(Saved entries)
BEGIN

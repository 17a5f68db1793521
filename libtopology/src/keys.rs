//! KV key layout shared by the structure registry and the watchers.
//!
//! k:composite/<id>/structure/<namespace>/<attribute>  v:attribute value
//! k:config/<namespace>/application/composite/structureRef  v:composite/<id>/

use once_cell::sync::Lazy;
use regex::Regex;

pub const COMPOSITE_ROLE: &str = "compositeRole";
pub const BLUE_GREEN_ROLE: &str = "bluegreenRole";
pub const CONTROLLER_NAMESPACE: &str = "controllerNamespace";

static STRUCTURE_KEY: Lazy<Regex> = Lazy::new(|| {
    Regex::new(r"^composite/([^/]+)/structure/([^/]+)/([^/]+)$").expect("valid structure key regex")
});

/// Parts of a structure key.
#[derive(Debug, Clone, Copy, PartialEq, Eq)]
pub struct StructureKey<'a> {
    pub composite_id: &'a str,
    pub namespace: &'a str,
    pub attribute: &'a str,
}

pub fn parse_structure_key(key: &str) -> Option<StructureKey<'_>> {
    let caps = STRUCTURE_KEY.captures(key)?;
    Some(StructureKey {
        composite_id: caps.get(1)?.as_str(),
        namespace: caps.get(2)?.as_str(),
        attribute: caps.get(3)?.as_str(),
    })
}

pub fn composite_prefix(composite_id: &str) -> String {
    format!("composite/{composite_id}/")
}

pub fn structure_prefix(composite_id: &str) -> String {
    format!("composite/{composite_id}/structure/")
}

pub fn structure_key(composite_id: &str, namespace: &str, attribute: &str) -> String {
    format!("composite/{composite_id}/structure/{namespace}/{attribute}")
}

pub fn structure_ref_key(namespace: &str) -> String {
    format!("config/{namespace}/application/composite/structureRef")
}
use std::sync::Arc;
use std::time::Duration;

use log::{debug, error, warn};
use tokio::time::sleep;

use crate::backoff::BackoffPolicy;
use crate::kv::{KvClient, Snapshot};
use crate::session::{LongPollSession, SessionState};

const MIN_ERROR_DELAY: Duration = Duration::from_millis(1);

/// Receives delivered snapshots. Errors are logged and never stop the loop.
pub type SnapshotCallback = Arc<dyn Fn(&Snapshot) -> anyhow::Result<()> + Send + Sync>;

#[derive(Debug, Clone, Copy, Default)]
pub struct WatchOptions {
    /// Deliver the first successful response even if its index did not move.
    pub fire_on_first_success: bool,
    /// Retry delay policy after a failed poll. Falls back to the engine's
    /// fixed error delay when unset.
    pub backoff: Option<BackoffPolicy>,
}

/// Drives one poll loop per watched path against a [`KvClient`].
#[derive(Clone)]
pub struct LongPollEngine {
    client: Arc<dyn KvClient>,
    wait: Duration,
    error_delay: Duration,
}

impl LongPollEngine {
    pub fn new(client: Arc<dyn KvClient>, wait: Duration, error_delay: Duration) -> Self {
        Self {
            client,
            wait,
            error_delay: error_delay.max(MIN_ERROR_DELAY),
        }
    }

    pub fn wait(&self) -> Duration {
        self.wait
    }

    /// Starts watching `path` and returns the session handle.
    ///
    /// Must be called from within a tokio runtime.
    pub fn watch(
        &self,
        path: impl Into<String>,
        options: WatchOptions,
        callback: SnapshotCallback,
    ) -> LongPollSession {
        let session = LongPollSession::new(path.into());
        let poll_loop = PollLoop {
            client: self.client.clone(),
            wait: self.wait,
            error_delay: self.error_delay,
            options,
            callback,
            session: session.clone(),
        };
        tokio::spawn(poll_loop.run());
        session
    }
}

struct PollLoop {
    client: Arc<dyn KvClient>,
    wait: Duration,
    error_delay: Duration,
    options: WatchOptions,
    callback: SnapshotCallback,
    session: LongPollSession,
}

impl PollLoop {
    async fn run(self) {
        let path = self.session.path().to_string();
        let mut retry_delay = Duration::ZERO;

        loop {
            if !self.session.transition(SessionState::Polling) {
                break;
            }
            let since = self.session.last_seen_index();
            let result = tokio::select! {
                biased;
                _ = self.session.cancelled() => break,
                res = self.client.await_changes(&path, since, self.wait) => res,
            };
            // a response that raced with cancel() is dropped here
            if self.session.is_cancelled() {
                debug!("watch {path}: discarding response received after cancel");
                break;
            }

            let delay = match result {
                Ok(snapshot) => {
                    retry_delay = Duration::ZERO;
                    if self
                        .session
                        .accept(&snapshot, self.options.fire_on_first_success)
                    {
                        debug!("watch {path}: delivering index {}", snapshot.index());
                        if let Err(e) = (self.callback)(&snapshot) {
                            error!("watch {path}: snapshot handler failed: {e:?}");
                        }
                    }
                    Duration::ZERO
                }
                Err(e) => {
                    let delay = match self.options.backoff {
                        Some(policy) => {
                            retry_delay = policy.next(retry_delay);
                            retry_delay
                        }
                        None => self.error_delay,
                    };
                    warn!("watch {path}: poll from index {since} failed, retrying in {delay:?}: {e}");
                    delay
                }
            };

            if delay.is_zero() {
                continue;
            }
            if !self.session.transition(SessionState::Scheduled) {
                break;
            }
            tokio::select! {
                biased;
                _ = self.session.cancelled() => break,
                _ = sleep(delay) => {}
            }
        }
        debug!("watch {path}: stopped");
    }
}
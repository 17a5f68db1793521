use serde::{Deserialize, Serialize};

/// Declared shape of a composite, as carried by a `CompositeResource`.
///
/// A spec without `baseline` describes a baseline itself; a spec with one
/// describes a satellite attached to that baseline.
#[derive(Debug, Clone, Default, PartialEq, Eq, Serialize, Deserialize)]
#[serde(rename_all = "camelCase")]
pub struct CompositeSpec {
    #[serde(default, skip_serializing_if = "Option::is_none")]
    pub controller_namespace: Option<String>,
    #[serde(default)]
    pub origin_namespace: String,
    #[serde(default, skip_serializing_if = "Option::is_none")]
    pub peer_namespace: Option<String>,
    #[serde(default, skip_serializing_if = "Option::is_none")]
    pub baseline: Option<BaselineSpec>,
}

#[derive(Debug, Clone, Default, PartialEq, Eq, Serialize, Deserialize)]
#[serde(rename_all = "camelCase")]
pub struct BaselineSpec {
    #[serde(default, skip_serializing_if = "Option::is_none")]
    pub controller_namespace: Option<String>,
    #[serde(default)]
    pub origin_namespace: String,
    #[serde(default, skip_serializing_if = "Option::is_none")]
    pub peer_namespace: Option<String>,
}

#[derive(Debug, Clone, PartialEq, Eq, thiserror::Error)]
pub enum CompositeSpecError {
    #[error("{scope}: originNamespace is required")]
    MissingOrigin { scope: &'static str },
    #[error("{scope}: controllerNamespace and peerNamespace must be set together")]
    UnpairedBlueGreen { scope: &'static str },
}

impl CompositeSpec {
    pub fn validate(&self) -> Result<(), CompositeSpecError> {
        check_group(
            "spec",
            &self.origin_namespace,
            self.controller_namespace.as_deref(),
            self.peer_namespace.as_deref(),
        )?;
        if let Some(baseline) = &self.baseline {
            check_group(
                "spec.baseline",
                &baseline.origin_namespace,
                baseline.controller_namespace.as_deref(),
                baseline.peer_namespace.as_deref(),
            )?;
        }
        Ok(())
    }

    pub fn is_baseline(&self) -> bool {
        self.baseline.is_none()
    }

    /// Identity of the composite this spec belongs to.
    pub fn composite_id(&self) -> &str {
        match &self.baseline {
            Some(baseline) => &baseline.origin_namespace,
            None => &self.origin_namespace,
        }
    }
}

fn check_group(
    scope: &'static str,
    origin: &str,
    controller: Option<&str>,
    peer: Option<&str>,
) -> Result<(), CompositeSpecError> {
    if origin.trim().is_empty() {
        return Err(CompositeSpecError::MissingOrigin { scope });
    }
    let controller_set = controller.is_some_and(|s| !s.trim().is_empty());
    let peer_set = peer.is_some_and(|s| !s.trim().is_empty());
    if controller_set != peer_set {
        return Err(CompositeSpecError::UnpairedBlueGreen { scope });
    }
    Ok(())
}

END

*Exercise brief:* Each line in the entries above that includes the string "attribute" should be extracted.

*Output:*
//! k:composite/<id>/structure/<namespace>/<attribute>  v:attribute value
    pub attribute: &'a str,
        attribute: caps.get(3)?.as_str(),
pub fn structure_key(composite_id: &str, namespace: &str, attribute: &str) -> String {
    format!("composite/{composite_id}/structure/{namespace}/{attribute}")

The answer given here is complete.